Malgré sa taille, l’auvent apparaît léger et aérien ; les multiples ouvertures ménagées dans ses caissons en font une sorte de voile ajouré, égayé par les jeux de couleurs de quelques vitraux. L’auvent donne une puissante unité à quatre corps de bâtiments (2 ailes de trois logements de fonction, le bloc central de la chancellerie diplomatique et consulaire, la Résidence de l’Ambassadeur) : il les prend, pour l’oeil, dans une trame unique, mais il les unit aussi dans un même périmètre d’ombre et de fraîcheur.

Car cet auvent est, pour ses concepteurs, un " moucharabieh métaphorique " : de même que le moucharabieh traditionnel, aux fenêtres des maisons arabes, casse les rayons du soleil et protège l’intérieur d’une lumière et d’une chaleur excessives, de même le moucharabieh de l’Ambassade définit-il un espace ombragé, à l’abri de l’écrasant soleil omanais.

Une séparation est ainsi établie entre la partie supérieure et la partie inférieure des bâtiments ; elle est accentuée par la différence des matériaux de construction ; les parties supérieures sont en effet revêtues de marbre gris clair de Carrare, tandis que les parties inférieures sont recouvertes d’un vernis bleu sombre : au-dessus du moucharabieh, la lumière irradie, en-dessous de celui-ci, elle est absorbée.

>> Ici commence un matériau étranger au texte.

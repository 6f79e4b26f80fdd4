//! Low-stock threshold resolution.
//!
//! Thresholds resolve in three tiers: a store-specific override, then the
//! product-wide row (a threshold with no store), then the deployment-wide
//! default.

use crate::db::DbPool;
use crate::entities::{
    product,
    stock_threshold::{self, Entity as StockThreshold},
};
use crate::errors::ServiceError;
use sea_orm::{
    ActiveModelTrait, ColumnTrait, ConnectionTrait, EntityTrait, QueryFilter, QueryOrder, Set,
};
use std::sync::Arc;
use tracing::instrument;

fn store_filter(store_id: Option<i64>) -> sea_orm::sea_query::SimpleExpr {
    match store_id {
        Some(id) => stock_threshold::Column::StoreId.eq(id),
        None => stock_threshold::Column::StoreId.is_null(),
    }
}

/// Resolves the effective threshold for a `(product, store)` pair.
pub async fn resolve_threshold<C: ConnectionTrait>(
    conn: &C,
    product_id: i64,
    store_id: i64,
    deployment_default: i32,
) -> Result<i32, ServiceError> {
    let override_row = StockThreshold::find()
        .filter(stock_threshold::Column::ProductId.eq(product_id))
        .filter(stock_threshold::Column::StoreId.eq(store_id))
        .one(conn)
        .await?;
    if let Some(row) = override_row {
        return Ok(row.minimum_quantity);
    }

    let product_row = StockThreshold::find()
        .filter(stock_threshold::Column::ProductId.eq(product_id))
        .filter(stock_threshold::Column::StoreId.is_null())
        .one(conn)
        .await?;
    if let Some(row) = product_row {
        return Ok(row.minimum_quantity);
    }

    Ok(deployment_default)
}

#[derive(Clone)]
pub struct ThresholdService {
    db: Arc<DbPool>,
    deployment_default: i32,
}

impl ThresholdService {
    pub fn new(db: Arc<DbPool>, deployment_default: i32) -> Self {
        Self {
            db,
            deployment_default,
        }
    }

    #[instrument(skip(self))]
    pub async fn resolve(&self, product_id: i64, store_id: i64) -> Result<i32, ServiceError> {
        resolve_threshold(&*self.db, product_id, store_id, self.deployment_default).await
    }

    /// Creates or replaces a threshold row. `store_id = None` sets the
    /// product-wide default applied to stores without an override.
    #[instrument(skip(self))]
    pub async fn upsert(
        &self,
        product_id: i64,
        store_id: Option<i64>,
        minimum_quantity: i32,
    ) -> Result<stock_threshold::Model, ServiceError> {
        if minimum_quantity < 0 {
            return Err(ServiceError::ValidationError(
                "Minimum quantity cannot be negative".to_string(),
            ));
        }
        if product::Entity::find_by_id(product_id)
            .one(&*self.db)
            .await?
            .is_none()
        {
            return Err(ServiceError::NotFound(format!(
                "Product {} not found",
                product_id
            )));
        }

        let now = chrono::Utc::now();
        let existing = StockThreshold::find()
            .filter(stock_threshold::Column::ProductId.eq(product_id))
            .filter(store_filter(store_id))
            .one(&*self.db)
            .await?;

        match existing {
            Some(row) => {
                let mut active: stock_threshold::ActiveModel = row.into();
                active.minimum_quantity = Set(minimum_quantity);
                active.updated_at = Set(now);
                Ok(active.update(&*self.db).await?)
            }
            None => {
                let row = stock_threshold::ActiveModel {
                    product_id: Set(product_id),
                    store_id: Set(store_id),
                    minimum_quantity: Set(minimum_quantity),
                    created_at: Set(now),
                    updated_at: Set(now),
                    ..Default::default()
                };
                Ok(row.insert(&*self.db).await?)
            }
        }
    }

    #[instrument(skip(self))]
    pub async fn list_for_store(
        &self,
        store_id: i64,
    ) -> Result<Vec<stock_threshold::Model>, ServiceError> {
        Ok(StockThreshold::find()
            .filter(stock_threshold::Column::StoreId.eq(store_id))
            .order_by_asc(stock_threshold::Column::ProductId)
            .all(&*self.db)
            .await?)
    }

    #[instrument(skip(self))]
    pub async fn delete(&self, product_id: i64, store_id: Option<i64>) -> Result<(), ServiceError> {
        let existing = StockThreshold::find()
            .filter(stock_threshold::Column::ProductId.eq(product_id))
            .filter(store_filter(store_id))
            .one(&*self.db)
            .await?
            .ok_or_else(|| ServiceError::NotFound("Threshold override not found".to_string()))?;
        StockThreshold::delete_by_id(existing.id)
            .exec(&*self.db)
            .await?;
        Ok(())
    }
}
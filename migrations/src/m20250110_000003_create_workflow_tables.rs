use sea_orm_migration::prelude::*;

pub struct Migration;

impl MigrationName for Migration {
    fn name(&self) -> &str {
        "m20250110_000003_create_workflow_tables"
    }
}
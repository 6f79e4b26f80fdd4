//! Clerk-initiated supply requests, resolved by store admins.
//!
//! Creation alerts the store's admins; resolution notifies the clerk who
//! asked. Requests never move stock themselves.

use crate::db::DbPool;
use crate::entities::notification::NotificationCategory;
use crate::entities::supply_request::{self, Entity as SupplyRequest, SupplyRequestStatus};
use crate::entities::{product, store};
use crate::errors::ServiceError;
use crate::events::{Event, EventSender};
use crate::services::notifications;
use sea_orm::{
    ActiveModelTrait, ColumnTrait, EntityTrait, Order, PaginatorTrait, QueryFilter, QueryOrder,
    Set, TransactionTrait,
};
use std::str::FromStr;
use std::sync::Arc;
use tracing::instrument;

#[derive(Debug, Clone)]
pub struct NewSupplyRequest {
    pub product_id: i64,
    pub store_id: i64,
    pub quantity: i32,
}

#[derive(Clone)]
pub struct SupplyRequestService {
    db: Arc<DbPool>,
    event_sender: EventSender,
}

impl SupplyRequestService {
    pub fn new(db: Arc<DbPool>, event_sender: EventSender) -> Self {
        Self { db, event_sender }
    }

    #[instrument(skip(self))]
    pub async fn create(
        &self,
        actor_id: i64,
        params: NewSupplyRequest,
    ) -> Result<supply_request::Model, ServiceError> {
        if params.quantity <= 0 {
            return Err(ServiceError::ValidationError(
                "Quantity must be positive".to_string(),
            ));
        }

        let row = self
            .db
            .transaction::<_, supply_request::Model, ServiceError>(move |txn| {
                Box::pin(async move {
                    let product = product::Entity::find_by_id(params.product_id)
                        .one(txn)
                        .await?
                        .ok_or_else(|| {
                            ServiceError::NotFound(format!(
                                "Product {} not found",
                                params.product_id
                            ))
                        })?;
                    if store::Entity::find_by_id(params.store_id)
                        .one(txn)
                        .await?
                        .is_none()
                    {
                        return Err(ServiceError::NotFound(format!(
                            "Store {} not found",
                            params.store_id
                        )));
                    }

                    let now = chrono::Utc::now();
                    let row = supply_request::ActiveModel {
                        product_id: Set(params.product_id),
                        store_id: Set(params.store_id),
                        requested_by: Set(actor_id),
                        quantity: Set(params.quantity),
                        status: Set(SupplyRequestStatus::Pending.to_string()),
                        admin_notes: Set(None),
                        resolved_by: Set(None),
                        resolved_at: Set(None),
                        created_at: Set(now),
                        updated_at: Set(now),
                        ..Default::default()
                    }
                    .insert(txn)
                    .await?;

                    notifications::notify_store(
                        txn,
                        params.store_id,
                        &notifications::Alert {
                            category: NotificationCategory::PendingSupplyRequest,
                            title: "Supply request".to_string(),
                            message: format!(
                                "Supply request: {} units of {}",
                                params.quantity, product.name
                            ),
                            related_id: Some(row.id),
                            product_id: Some(params.product_id),
                        },
                    )
                    .await?;

                    Ok(row)
                })
            })
            .await?;

        self.event_sender.send_or_log(Event::SupplyRequestCreated {
            request_id: row.id,
            store_id: row.store_id,
        });
        Ok(row)
    }

    #[instrument(skip(self))]
    pub async fn get(&self, request_id: i64) -> Result<supply_request::Model, ServiceError> {
        SupplyRequest::find_by_id(request_id)
            .one(&*self.db)
            .await?
            .ok_or_else(|| {
                ServiceError::NotFound(format!("Supply request {} not found", request_id))
            })
    }

    #[instrument(skip(self))]
    pub async fn list_for_store(
        &self,
        store_id: i64,
        status: Option<SupplyRequestStatus>,
        page: u64,
        per_page: u64,
    ) -> Result<(Vec<supply_request::Model>, u64), ServiceError> {
        let mut query = SupplyRequest::find()
            .filter(supply_request::Column::StoreId.eq(store_id))
            .order_by(supply_request::Column::CreatedAt, Order::Desc)
            .order_by(supply_request::Column::Id, Order::Desc);
        if let Some(status) = status {
            query = query.filter(supply_request::Column::Status.eq(status.to_string()));
        }
        let paginator = query.paginate(&*self.db, per_page.max(1));
        let total = paginator.num_items().await?;
        let rows = paginator.fetch_page(page.saturating_sub(1)).await?;
        Ok((rows, total))
    }

    /// Approves or declines a pending request and tells the requester.
    /// Notes from the resolving admin are stored either way and carried
    /// into the requester's notification.
    #[instrument(skip(self))]
    pub async fn resolve(
        &self,
        actor_id: i64,
        request_id: i64,
        next: SupplyRequestStatus,
        admin_notes: Option<String>,
    ) -> Result<supply_request::Model, ServiceError> {
        if next == SupplyRequestStatus::Pending {
            return Err(ServiceError::InvalidOperation(
                "A request cannot be resolved back to pending".to_string(),
            ));
        }

        let updated = self
            .db
            .transaction::<_, supply_request::Model, ServiceError>(move |txn| {
                Box::pin(async move {
                    let row = SupplyRequest::find_by_id(request_id)
                        .one(txn)
                        .await?
                        .ok_or_else(|| {
                            ServiceError::NotFound(format!(
                                "Supply request {} not found",
                                request_id
                            ))
                        })?;
                    let current = SupplyRequestStatus::from_str(&row.status).map_err(|_| {
                        ServiceError::InternalError(format!(
                            "Supply request {} has unknown status {}",
                            request_id, row.status
                        ))
                    })?;
                    if current == next {
                        return Err(ServiceError::Conflict(format!(
                            "Supply request is already {}",
                            current
                        )));
                    }
                    if !current.can_transition(next) {
                        return Err(ServiceError::InvalidTransition {
                            from: current.to_string(),
                            to: next.to_string(),
                        });
                    }

                    let requester = row.requested_by;
                    let store_id = row.store_id;
                    let product_id = row.product_id;
                    let now = chrono::Utc::now();
                    let mut active: supply_request::ActiveModel = row.into();
                    active.status = Set(next.to_string());
                    active.admin_notes = Set(admin_notes.clone());
                    active.resolved_by = Set(Some(actor_id));
                    active.resolved_at = Set(Some(now));
                    active.updated_at = Set(now);
                    let updated = active.update(txn).await?;

                    let message = match &admin_notes {
                        Some(notes) => format!(
                            "Your supply request #{} was {}: {}",
                            request_id, next, notes
                        ),
                        None => format!("Your supply request #{} was {}", request_id, next),
                    };
                    notifications::notify_user(
                        txn,
                        requester,
                        &notifications::Alert {
                            category: NotificationCategory::SupplyRequestStatus,
                            title: "Supply request resolved".to_string(),
                            message,
                            related_id: Some(request_id),
                            product_id: Some(product_id),
                        },
                        Some(store_id),
                    )
                    .await?;

                    Ok(updated)
                })
            })
            .await?;

        self.event_sender.send_or_log(Event::SupplyRequestResolved {
            request_id: updated.id,
            status: updated.status.clone(),
        });
        Ok(updated)
    }
}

Symbole par excellence de l’architecture arabe, la coupole qui coiffe la chancellerie est en métal et pèse 14 tonnes. L’une de ses fonctions est de créer artificiellement un courant d’air occasionnel afin de rafraîchir le patio de la chancellerie. Elle protège aussi la cour intérieure du soleil, tout en laissant passer la lumière qui éclaire les bureaux (service culturel et salle audiovisuelle au rez-de-chaussée, chancellerie consulaire au premier, chancellerie diplomatique au second). Un " falaj ", recouvert d’une grille, traverse le patio de part en part, en direction du jardin et de la mer.

Le jardin qui sépare la chancellerie de la Résidence de l’Ambassadeur a été dessiné comme une sorte de palmeraie fleurie ; le " falaj " central s’y élargit en bassin.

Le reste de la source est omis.